Exercise materials =
//! Sequential reader over a cell.

use crate::cell::bits::BitString;
use crate::cell::builder::COINS_LEN_BITS;
use crate::cell::errors::CellError;
use crate::cell::tree::Cell;
use crate::types::address::Address;
use crate::types::coins::Coins;
use crate::types::hash::{HASH_LEN, Hash};

/// Read cursor over one cell's bits and references.
///
/// Reads advance the cursor only on success.
#[derive(Clone, Debug)]
pub struct Slice<'a> {
    cell: &'a Cell,
    bit_pos: usize,
    ref_pos: usize,
}

impl<'a> Slice<'a> {
    pub fn new(cell: &'a Cell) -> Self {
        Self {
            cell,
            bit_pos: 0,
            ref_pos: 0,
        }
    }

    pub fn remaining_bits(&self) -> usize {
        self.cell.bit_len() - self.bit_pos
    }

    pub fn remaining_refs(&self) -> usize {
        self.cell.refs().len() - self.ref_pos
    }

    fn ensure_bits(&self, requested: usize) -> Result<(), CellError> {
        let remaining = self.remaining_bits();
        if requested > remaining {
            return Err(CellError::CellUnderflow {
                requested,
                remaining,
            });
        }
        Ok(())
    }

    fn bit_at(&self, offset: usize) -> bool {
        self.cell.data().get(self.bit_pos + offset).unwrap_or(false)
    }

    pub fn load_bit(&mut self) -> Result<bool, CellError> {
        self.ensure_bits(1)?;
        let bit = self.bit_at(0);
        self.bit_pos += 1;
        Ok(bit)
    }

    /// Reads a `bits`-wide unsigned integer (`bits <= 128`).
    pub fn load_uint(&mut self, bits: usize) -> Result<u128, CellError> {
        if bits > 128 {
            return Err(CellError::out_of_range("u128", bits));
        }
        self.ensure_bits(bits)?;
        let value = (0..bits).fold(0u128, |acc, i| (acc << 1) | self.bit_at(i) as u128);
        self.bit_pos += bits;
        Ok(value)
    }

    /// Reads a `bits`-wide two's-complement integer (`1 <= bits <= 128`).
    pub fn load_int(&mut self, bits: usize) -> Result<i128, CellError> {
        if bits == 0 || bits > 128 {
            return Err(CellError::out_of_range("i128", bits));
        }
        let raw = self.load_uint(bits)?;
        if bits == 128 {
            return Ok(raw as i128);
        }
        let sign = 1u128 << (bits - 1);
        Ok(if raw & sign != 0 {
            (raw as i128) - (1i128 << bits)
        } else {
            raw as i128
        })
    }

    pub fn load_bits(&mut self, bits: usize) -> Result<BitString, CellError> {
        self.ensure_bits(bits)?;
        let out = BitString::from_bits((0..bits).map(|i| self.bit_at(i)));
        self.bit_pos += bits;
        Ok(out)
    }

    pub fn load_bytes(&mut self, len: usize) -> Result<Vec<u8>, CellError> {
        self.ensure_bits(len * 8)?;
        let mut out = Vec::with_capacity(len);
        for _ in 0..len {
            out.push(self.load_uint(8)? as u8);
        }
        Ok(out)
    }

    pub fn skip(&mut self, bits: usize) -> Result<(), CellError> {
        self.ensure_bits(bits)?;
        self.bit_pos += bits;
        Ok(())
    }

    /// Reads an address that may be `addr_none`.
    ///
    /// Only `addr_none$00` and `addr_std$10` without anycast are accepted.
    pub fn load_address_opt(&mut self) -> Result<Option<Address>, CellError> {
        self.ensure_bits(2)?;
        let tag = (self.bit_at(0) as u8) << 1 | self.bit_at(1) as u8;
        match tag {
            0b00 => {
                self.bit_pos += 2;
                Ok(None)
            }
            0b10 => {
                self.ensure_bits(crate::cell::STD_ADDRESS_BITS)?;
                if self.bit_at(2) {
                    return Err(CellError::InvalidAddressTag(tag));
                }
                self.bit_pos += 3;
                let workchain = self.load_int(8)? as i8;
                let bytes = self.load_bytes(HASH_LEN)?;
                let hash = Hash::from_slice(&bytes).unwrap_or_default();
                Ok(Some(Address::new(workchain, hash)))
            }
            other => Err(CellError::InvalidAddressTag(other)),
        }
    }

    /// Reads a standard address; `addr_none` is an error here.
    pub fn load_address(&mut self) -> Result<Address, CellError> {
        self.load_address_opt()?
            .ok_or(CellError::InvalidAddressTag(0b00))
    }

    pub fn load_coins(&mut self) -> Result<Coins, CellError> {
        let start = self.bit_pos;
        let len = self.load_uint(COINS_LEN_BITS)? as usize;
        match self.load_uint(len * 8) {
            Ok(value) => Ok(Coins(value)),
            Err(err) => {
                self.bit_pos = start;
                Err(err)
            }
        }
    }

    pub fn load_ref(&mut self) -> Result<&'a Cell, CellError> {
        let cell = self
            .cell
            .reference(self.ref_pos)
            .ok_or(CellError::MissingReference(self.ref_pos))?;
        self.ref_pos += 1;
        Ok(cell)
    }

    /// Reads the optional-dictionary form written by
    /// [`Builder::store_dict`](super::Builder::store_dict).
    pub fn load_dict(&mut self) -> Result<Option<&'a Cell>, CellError> {
        self.ensure_bits(1)?;
        if !self.bit_at(0) {
            self.bit_pos += 1;
            return Ok(None);
        }
        if self.remaining_refs() == 0 {
            return Err(CellError::MissingReference(self.ref_pos));
        }
        self.bit_pos += 1;
        self.load_ref().map(Some)
    }

    /// Fails unless every bit and reference has been read.
    pub fn end_parse(&self) -> Result<(), CellError> {
        let bits = self.remaining_bits();
        let refs = self.remaining_refs();
        if bits != 0 || refs != 0 {
            return Err(CellError::TrailingData { bits, refs });
        }
        Ok(())
    }
}

#[cfg(test)]
mod tests {
    use super::*;
    use crate::cell::Builder;

    #[test]
    fn reads_follow_writes() {
        let mut b = Builder::new();
        b.store_uint(2001, 32)
            .unwrap()
            .store_int(-5, 16)
            .unwrap()
            .store_bit(true)
            .unwrap()
            .store_bytes(&[0xDE, 0xAD])
            .unwrap();
        let cell = b.end_cell();
        let mut s = cell.parse();
        assert_eq!(s.load_uint(32).unwrap(), 2001);
        assert_eq!(s.load_int(16).unwrap(), -5);
        assert!(s.load_bit().unwrap());
        assert_eq!(s.load_bytes(2).unwrap(), vec![0xDE, 0xAD]);
        s.end_parse().unwrap();
    }

    #[test]
    fn underflow_does_not_advance() {
        let mut b = Builder::new();
        b.store_uint(3, 4).unwrap();
        let cell = b.end_cell();
        let mut s = cell.parse();
        assert!(matches!(
            s.load_uint(8),
            Err(CellError::CellUnderflow {
                requested: 8,
                remaining: 4
            })
        ));
        assert_eq!(s.load_uint(4).unwrap(), 3);
    }

    #[test]
    fn address_roundtrip() {
        let addr = Address::new(-1, Hash([0x42; 32]));
        let mut b = Builder::new();
        b.store_address(&addr).unwrap().store_address_opt(None).unwrap();
        let cell = b.end_cell();
        let mut s = cell.parse();
        assert_eq!(s.load_address().unwrap(), addr);
        assert_eq!(s.load_address_opt().unwrap(), None);
        s.end_parse().unwrap();
    }

    #[test]
    fn address_none_rejected_where_required() {
        let mut b = Builder::new();
        b.store_uint(0, 2).unwrap();
        let cell = b.end_cell();
        assert!(matches!(
            cell.parse().load_address(),
            Err(CellError::InvalidAddressTag(0))
        ));
    }

    #[test]
    fn external_address_tag_rejected() {
        let mut b = Builder::new();
        b.store_uint(0b01, 2).unwrap();
        let cell = b.end_cell();
        assert!(matches!(
            cell.parse().load_address_opt(),
            Err(CellError::InvalidAddressTag(0b01))
        ));
    }

    #[test]
    fn coins_roundtrip_boundaries() {
        for amount in [Coins::ZERO, Coins(1), Coins(500_000_000), Coins::MAX] {
            let mut b = Builder::new();
            b.store_coins(amount).unwrap();
            let cell = b.end_cell();
            let mut s = cell.parse();
            assert_eq!(s.load_coins().unwrap(), amount);
            s.end_parse().unwrap();
        }
    }

    #[test]
    fn missing_reference() {
        let cell = Builder::new().end_cell();
        assert!(matches!(
            cell.parse().load_ref(),
            Err(CellError::MissingReference(0))
        ));
    }

    #[test]
    fn end_parse_reports_leftovers() {
        let mut b = Builder::new();
        b.store_bit(false).unwrap().store_ref(Cell::default()).unwrap();
        let cell = b.end_cell();
        assert!(matches!(
            cell.parse().end_parse(),
            Err(CellError::TrailingData { bits: 1, refs: 1 })
        ));
    }
}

Problem statement =
Find every line of the data that includes the string "offset". Copy each of those lines.

Written answer =
    fn bit_at(&self, offset: usize) -> bool {
        self.cell.data().get(self.bit_pos + offset).unwrap_or(false)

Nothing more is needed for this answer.